Marie, I have experienced the same. I reacted strongly to harmless things -- even smells. One time, I was in a yoga class, and the instructor suggested, "How about if we all turn our mats in a different direction today?" And out of my mouth came "NO." This was completely unlike me ... I was normally the most compliant person you could imagine. But at that time, I could not tolerate even this tiny change in routine.
I came to understand it was due to the trauma of having lived in the situation I was living in. My alcoholic didn't even have to be in the room or the building when these things triggered me. But my brain had been affected. I went to therapy, which helped, and to Alanon, which also helped. It was not a quick fix, but over time I no longer am bothered by these triggers.
Moving can be so hard because we are changing the things that made us secure. Even if it is a bad thing we moved away from. Be patient with yourself and give yourself a pat on the back sometimes.

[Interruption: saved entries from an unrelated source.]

// src/actor/presenter.rs

//! Presenter: the owning-thread half of the threaded session.
//!
//! Shows whatever frame the producer last posted and handles keys between
//! polls. Unlike the synchronous loop it understands `ToggleMode`, which it
//! forwards to the producer through the mailbox.

use super::mailbox::{Delivery, FrameMailbox, LatestFrame};
use crate::display::DisplaySurface;
use crate::display_loop::{snapshot_path, LoopReport, LoopState};
use crate::error::{DivergenceError, Result};
use crate::keys::ControlSignal;
use crate::source::value::ValueMode;
use log::{debug, info, trace, warn};
use std::path::PathBuf;
use std::sync::Arc;
use std::time::Duration;

#[derive(Debug, Clone)]
pub struct PresenterSettings {
    pub clock_window: String,
    pub meter_window: String,
    pub save_dir: PathBuf,
    /// Key poll timeout between mailbox checks.
    pub poll: Duration,
}

impl PresenterSettings {
    pub fn window_name(&self, mode: ValueMode) -> &str {
        match mode {
            ValueMode::Clock => &self.clock_window,
            ValueMode::Meter => &self.meter_window,
        }
    }
}

pub struct Presenter<'a, S: DisplaySurface + ?Sized> {
    surface: &'a mut S,
    mailbox: Arc<FrameMailbox>,
    settings: PresenterSettings,
    state: LoopState,
    current: Option<LatestFrame>,
    frames_presented: usize,
    frames_saved: usize,
}

impl<'a, S: DisplaySurface + ?Sized> Presenter<'a, S> {
    pub fn new(surface: &'a mut S, mailbox: Arc<FrameMailbox>, settings: PresenterSettings) -> Self {
        Presenter {
            surface,
            mailbox,
            settings,
            state: LoopState::Running,
            current: None,
            frames_presented: 0,
            frames_saved: 0,
        }
    }

    /// Runs until a quit, a closed surface, or the producer finishing.
    ///
    /// The mailbox is closed on the way out so the producer stops too. An
    /// error the producer stopped with is returned from here.
    pub fn run(&mut self) -> Result<LoopReport> {
        let mode = self.mailbox.mode();
        if let Err(e) = self.surface.open(self.settings.window_name(mode)) {
            self.absorb_closed(e)?;
        }
        info!("Presenter: Running in {} mode", mode);

        while self.state != LoopState::Stopped {
            let stepped = match self.state {
                LoopState::Running => self.step_running(),
                LoopState::Paused => self.step_paused(),
                LoopState::Stopped => Ok(()),
            };
            if let Err(e) = stepped {
                self.stop("error");
                return Err(e);
            }
        }

        if let Some(e) = self.mailbox.take_error() {
            return Err(e);
        }
        info!(
            "Presenter: Finished after {} frames, {} dropped",
            self.frames_presented,
            self.mailbox.dropped()
        );
        Ok(LoopReport {
            frames_presented: self.frames_presented,
            frames_saved: self.frames_saved,
            final_state: self.state,
        })
    }

    fn step_running(&mut self) -> Result<()> {
        match self.mailbox.collect() {
            Delivery::Frame(latest) => {
                if let Err(e) = self.surface.present(&latest.frame) {
                    return self.absorb_closed(e);
                }
                self.frames_presented += 1;
                trace!("Presenter: Presented {:?}", latest.frame.value());
                self.current = Some(latest);
            }
            Delivery::Finished => {
                self.stop("producer finished");
                return Ok(());
            }
            Delivery::Empty => {}
        }

        let key = match self.surface.read_key(Some(self.settings.poll)) {
            Ok(key) => key,
            Err(e) => return self.absorb_closed(e),
        };
        match ControlSignal::from(key) {
            ControlSignal::Quit => self.stop("quit key"),
            ControlSignal::Save => self.save_current(),
            ControlSignal::Pause => {
                debug!("Presenter: Paused");
                self.state = LoopState::Paused;
            }
            ControlSignal::ToggleMode => {
                let mode = self.mailbox.toggle_mode();
                info!("Presenter: Switching to {} mode", mode);
                if let Err(e) = self.surface.open(self.settings.window_name(mode)) {
                    return self.absorb_closed(e);
                }
            }
            ControlSignal::None => {}
        }
        Ok(())
    }

    fn step_paused(&mut self) -> Result<()> {
        match self.surface.read_key(None) {
            Ok(Some(key)) if ControlSignal::from(key) == ControlSignal::Quit => {
                self.stop("quit key while paused");
            }
            Ok(Some(_)) => {
                debug!("Presenter: Resumed");
                self.state = LoopState::Running;
            }
            Ok(None) => {}
            Err(e) => return self.absorb_closed(e),
        }
        Ok(())
    }

    fn save_current(&mut self) {
        let Some(current) = self.current.as_ref() else {
            return;
        };
        let path = snapshot_path(
            &self.settings.save_dir,
            self.settings.window_name(current.mode),
        );
        match self.surface.save(&current.frame, &path) {
            Ok(()) => {
                self.frames_saved += 1;
                info!("Presenter: Saved {}", path.display());
            }
            Err(e) => warn!("Presenter: {e}"),
        }
    }

    fn absorb_closed(&mut self, e: DivergenceError) -> Result<()> {
        if e.is_implicit_quit() {
            self.stop("surface closed");
            Ok(())
        } else {
            Err(e)
        }
    }

    fn stop(&mut self, reason: &str) {
        debug!("Presenter: Stopping ({reason})");
        self.state = LoopState::Stopped;
        self.mailbox.close();
        if let Err(e) = self.surface.close() {
            warn!("Presenter: Closing surface failed: {e}");
        }
    }
}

PTSD is alive and well in all its forms. I did trauma therapy because of past present stuff. I find that acknowledging that yes I feel the way I do and that's ok .. Having a safe space to go to in my mind .. It's a moment not my entire life. It really is a feeling not a fact .. keeps me grounded I those moments of meltdown. They used to happen often .. You would have thought I was a war veteran based upon my responses to things. I never could sit with my back open I always had to face out and know where all my exists were .. There are specific smells that used to send my into anxiety attacks at the time I didn't even know that's what it was. I really encourage you to be gentle with yourself. This is a very psychology damaging disease to the people around it. The actual A's .. I can't imagine and it doesn't excuse the behavior on their part. After surviving the abuse for 20 years it's time to live .. That's the journey Of healing. Big hugs. :) it does get better ..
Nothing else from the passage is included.